Observe your team. It's essential to pay attention to how people interact with you and other team members. This is a list of behaviors that, in my experience, can trigger an alarm:
Not following common agreements
Resistance to change
Blaming others for their problems
Talking excessively and interrupting others
Note that these traits are not necessarily indicative of difficult people; they could simply be bad habits that individuals are not even aware of. As a leader, it's important to approach people exhibiting these behaviors without bias, provide them with feedback, and observe their reaction.
👷🏻♂️ Work with Difficult People
Suppose you suspect a difficult person is part of your team; now what? As a leader or manager, it's time to address their issues and work with this person effectively.

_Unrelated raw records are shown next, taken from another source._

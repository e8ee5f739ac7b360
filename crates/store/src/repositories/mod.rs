//! Typed repositories over the record collections.

pub mod block;
pub mod follow;
pub mod movie;
pub mod notification;
pub mod penalty;
pub mod report;
pub mod review;
pub mod user;

pub use block::BlockRepository;
pub use follow::FollowRepository;
pub use movie::MovieRepository;
pub use notification::NotificationRepository;
pub use penalty::PenaltyRepository;
pub use report::ReportRepository;
pub use review::ReviewRepository;
pub use user::UserRepository;

/// Apply offset/limit pagination to an already-sorted list.
pub(crate) fn paginate<T>(items: Vec<T>, limit: usize, offset: usize) -> Vec<T> {
    items.into_iter().skip(offset).take(limit).collect()
}
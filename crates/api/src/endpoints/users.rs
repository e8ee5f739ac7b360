//! User endpoints: profiles, moderation, follows, blocks and favorites.

use axum::{
    Json, Router,
    extract::{Path, Query, State},
    routing::{get, post},
};
use serde::{Deserialize, Serialize};

use cinelog_common::AppResult;
use cinelog_core::{AdminUpdateUserInput, UpdateProfileInput, UserProfile};
use cinelog_store::records::UserRecord;

use crate::{
    endpoints::PageQuery,
    extractors::{AdminUser, AuthUser},
    middleware::AppState,
    response::ApiResponse,
};

/// User response.
#[derive(Serialize)]
#[serde(rename_all = "camelCase")]
pub struct UserResponse {
    pub id: String,
    pub username: String,
    pub email: String,
    pub reputation: i32,
    pub is_admin: bool,
    pub is_suspended: bool,
    pub favorite_movie_ids: Vec<String>,
    pub created_at: String,
}

impl From<UserRecord> for UserResponse {
    fn from(u: UserRecord) -> Self {
        Self {
            id: u.id,
            username: u.username,
            email: u.email,
            reputation: u.reputation,
            is_admin: u.is_admin,
            is_suspended: u.is_suspended,
            favorite_movie_ids: u.favorite_movie_ids,
            created_at: u.created_at.to_rfc3339(),
        }
    }
}

/// User profile response with derived counts.
#[derive(Serialize)]
#[serde(rename_all = "camelCase")]
pub struct ProfileResponse {
    #[serde(flatten)]
    pub user: UserResponse,
    pub total_reviews: usize,
}

impl From<UserProfile> for ProfileResponse {
    fn from(p: UserProfile) -> Self {
        Self {
            user: p.user.into(),
            total_reviews: p.total_reviews,
        }
    }
}

/// List/search query parameters.
#[derive(Debug, Deserialize)]
pub struct ListUsersQuery {
    /// Username substring filter.
    pub username: Option<String>,
    #[serde(default = "super::default_page")]
    pub page: usize,
    #[serde(default = "super::default_limit")]
    pub limit: usize,
}

impl ListUsersQuery {
    fn page(&self) -> PageQuery {
        PageQuery {
            page: self.page,
            limit: self.limit,
        }
    }
}

/// List users, optionally filtered by username substring.
async fn list_users(
    State(state): State<AppState>,
    Query(query): Query<ListUsersQuery>,
) -> AppResult<ApiResponse<Vec<UserResponse>>> {
    let page = query.page();
    let (limit, offset) = (page.limit(), page.offset());

    let users = match query.username.as_deref() {
        Some(q) => state.user_service.search(q, limit, offset).await,
        None => state.user_service.list(limit, offset).await,
    };

    Ok(ApiResponse::ok(users.into_iter().map(Into::into).collect()))
}

/// The caller's own profile.
async fn my_profile(
    AuthUser(user): AuthUser,
    State(state): State<AppState>,
) -> AppResult<ApiResponse<ProfileResponse>> {
    let profile = state.user_service.profile(&user.id).await?;
    Ok(ApiResponse::ok(profile.into()))
}

/// Update the caller's own profile.
async fn update_me(
    AuthUser(user): AuthUser,
    State(state): State<AppState>,
    Json(req): Json<UpdateProfileInput>,
) -> AppResult<ApiResponse<UserResponse>> {
    let updated = state.user_service.update_profile(&user.id, req).await?;
    Ok(ApiResponse::ok(updated.into()))
}

/// A user's public profile.
async fn get_user(
    State(state): State<AppState>,
    Path(id): Path<String>,
) -> AppResult<ApiResponse<ProfileResponse>> {
    let profile = state.user_service.profile(&id).await?;
    Ok(ApiResponse::ok(profile.into()))
}

/// Admin update of a user's account fields.
async fn admin_update_user(
    AdminUser(_admin): AdminUser,
    State(state): State<AppState>,
    Path(id): Path<String>,
    Json(req): Json<AdminUpdateUserInput>,
) -> AppResult<ApiResponse<UserResponse>> {
    let updated = state.user_service.admin_update(&id, req).await?;
    Ok(ApiResponse::ok(updated.into()))
}

/// Deletion response.
#[derive(Serialize)]
#[serde(rename_all = "camelCase")]
pub struct DeletedResponse {
    pub deleted: bool,
}

/// Delete a user account and everything attached to it.
async fn delete_user(
    AdminUser(_admin): AdminUser,
    State(state): State<AppState>,
    Path(id): Path<String>,
) -> AppResult<ApiResponse<DeletedResponse>> {
    state.user_service.delete_account(&id).await?;
    Ok(ApiResponse::ok(DeletedResponse { deleted: true }))
}

/// Suspend a user account.
async fn suspend_user(
    AdminUser(_admin): AdminUser,
    State(state): State<AppState>,
    Path(id): Path<String>,
) -> AppResult<ApiResponse<UserResponse>> {
    let user = state.user_service.suspend(&id).await?;
    Ok(ApiResponse::ok(user.into()))
}

/// Reactivate a suspended user account.
async fn reactivate_user(
    AdminUser(_admin): AdminUser,
    State(state): State<AppState>,
    Path(id): Path<String>,
) -> AppResult<ApiResponse<UserResponse>> {
    let user = state.user_service.reactivate(&id).await?;
    Ok(ApiResponse::ok(user.into()))
}

/// Follow a user.
async fn follow_user(
    AuthUser(user): AuthUser,
    State(state): State<AppState>,
    Path(id): Path<String>,
) -> AppResult<ApiResponse<()>> {
    state.follow_service.follow(&user.id, &id).await?;
    Ok(ApiResponse::ok(()))
}

/// Unfollow a user.
async fn unfollow_user(
    AuthUser(user): AuthUser,
    State(state): State<AppState>,
    Path(id): Path<String>,
) -> AppResult<ApiResponse<()>> {
    state.follow_service.unfollow(&user.id, &id).await?;
    Ok(ApiResponse::ok(()))
}

/// A user's followers (paginated).
async fn list_followers(
    State(state): State<AppState>,
    Path(id): Path<String>,
    Query(page): Query<PageQuery>,
) -> AppResult<ApiResponse<Vec<UserResponse>>> {
    let users = state
        .follow_service
        .followers(&id, page.limit(), page.offset())
        .await?;
    Ok(ApiResponse::ok(users.into_iter().map(Into::into).collect()))
}

/// Users a user follows (paginated).
async fn list_following(
    State(state): State<AppState>,
    Path(id): Path<String>,
    Query(page): Query<PageQuery>,
) -> AppResult<ApiResponse<Vec<UserResponse>>> {
    let users = state
        .follow_service
        .following(&id, page.limit(), page.offset())
        .await?;
    Ok(ApiResponse::ok(users.into_iter().map(Into::into).collect()))
}

/// Block a user.
async fn block_user(
    AuthUser(user): AuthUser,
    State(state): State<AppState>,
    Path(id): Path<String>,
) -> AppResult<ApiResponse<()>> {
    state.block_service.block(&user.id, &id).await?;
    Ok(ApiResponse::ok(()))
}

/// Unblock a user.
async fn unblock_user(
    AuthUser(user): AuthUser,
    State(state): State<AppState>,
    Path(id): Path<String>,
) -> AppResult<ApiResponse<()>> {
    state.block_service.unblock(&user.id, &id).await?;
    Ok(ApiResponse::ok(()))
}

/// Users the caller has blocked (paginated).
async fn list_blocked(
    AuthUser(user): AuthUser,
    State(state): State<AppState>,
    Query(page): Query<PageQuery>,
) -> AppResult<ApiResponse<Vec<UserResponse>>> {
    let users = state
        .block_service
        .blocked_users(&user.id, page.limit(), page.offset())
        .await;
    Ok(ApiResponse::ok(users.into_iter().map(Into::into).collect()))
}

/// Cleared-count response.
#[derive(Serialize)]
#[serde(rename_all = "camelCase")]
pub struct ClearedResponse {
    pub cleared: usize,
}

/// Clear the caller's block list.
async fn clear_blocked(
    AuthUser(user): AuthUser,
    State(state): State<AppState>,
) -> AppResult<ApiResponse<ClearedResponse>> {
    let cleared = state.block_service.clear_blocked(&user.id).await?;
    Ok(ApiResponse::ok(ClearedResponse { cleared }))
}

/// Favorite-toggle response.
#[derive(Serialize)]
#[serde(rename_all = "camelCase")]
pub struct FavoriteResponse {
    pub movie_id: String,
    /// True when the movie was added, false when removed.
    pub favorited: bool,
}

/// Toggle a movie in the caller's favorites.
async fn toggle_favorite(
    AuthUser(user): AuthUser,
    State(state): State<AppState>,
    Path(movie_id): Path<String>,
) -> AppResult<ApiResponse<FavoriteResponse>> {
    let favorited = state
        .user_service
        .toggle_favorite(&user.id, &movie_id)
        .await?;
    Ok(ApiResponse::ok(FavoriteResponse { movie_id, favorited }))
}

pub fn router() -> Router<AppState> {
    Router::new()
        .route("/", get(list_users))
        .route("/me", get(my_profile).put(update_me))
        .route("/me/blocked", get(list_blocked).delete(clear_blocked))
        .route("/me/favorites/{movie_id}", post(toggle_favorite))
        .route(
            "/{id}",
            get(get_user).put(admin_update_user).delete(delete_user),
        )
        .route("/{id}/suspend", post(suspend_user))
        .route("/{id}/reactivate", post(reactivate_user))
        .route("/{id}/follow", post(follow_user).delete(unfollow_user))
        .route("/{id}/followers", get(list_followers))
        .route("/{id}/following", get(list_following))
        .route("/{id}/block", post(block_user).delete(unblock_user))
}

Adapt your Leadership Style
When working with difficult people, it's crucial for leaders to employ a flexible approach, adjusting their leadership style to accommodate the unique needs of each individual. By being adaptable, leaders can create a supportive work environment and more effectively address diverse challenges. One valuable framework for understanding and applying this adaptability is the Situational Leadership model, proposed by Paul Hersey and Ken Blanchard.
The Situational Leadership theory emphasizes that effective leaders should adapt their leadership style based on their team's needs and the situation. This approach is particularly helpful when dealing with difficult people, as it enables leaders to tailor their strategy to address specific challenges and behaviors.

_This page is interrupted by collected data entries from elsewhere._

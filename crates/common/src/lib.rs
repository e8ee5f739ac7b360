//! Common utilities and shared types for cinelog.
//!
//! This crate provides foundational components used across all cinelog
//! crates:
//!
//! - **Configuration**: Application settings via [`Config`]
//! - **Error handling**: Unified error types via [`AppError`] and [`AppResult`]
//! - **ID Generation**: ULID-based unique identifiers via [`IdGenerator`]
//!
//! # Example
//!
//! ```no_run
//! use cinelog_common::{AppResult, Config, IdGenerator};
//!
//! fn example() -> AppResult<()> {
//!     let config = Config::load()?;
//!     let id_gen = IdGenerator::new();
//!     let id = id_gen.generate();
//!     println!("Generated ID: {}", id);
//!     Ok(())
//! }
//! ```

pub mod config;
pub mod error;
pub mod id;

pub use config::Config;
pub use error::{AppError, AppResult};
pub use id::IdGenerator;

The four main leadership styles in this theory are:
Directing (S1): this style is best suited for situations where team members need clear guidance, particularly when they lack skills or knowledge (D1). In the context of dealing with difficult individuals, this approach can help provide structure and set expectations, ensuring they understand their responsibilities and desired outcomes.
Coaching (S2): this style involves offering support while maintaining a strong focus on the task at hand. When managing difficult people, this approach helps leaders build rapport, address performance issues, and offer constructive feedback (D2). By demonstrating genuine interest in the team member's growth and development, leaders can create a supportive environment that promotes learning and improvement.
Supporting (S3): this style is useful when team members have the necessary skills but may lack confidence or motivation (D3). For difficult individuals, this approach can help leaders understand the underlying issues and provide emotional support. By actively listening and empathizing, leaders can encourage open communication and help team members overcome personal or professional obstacles.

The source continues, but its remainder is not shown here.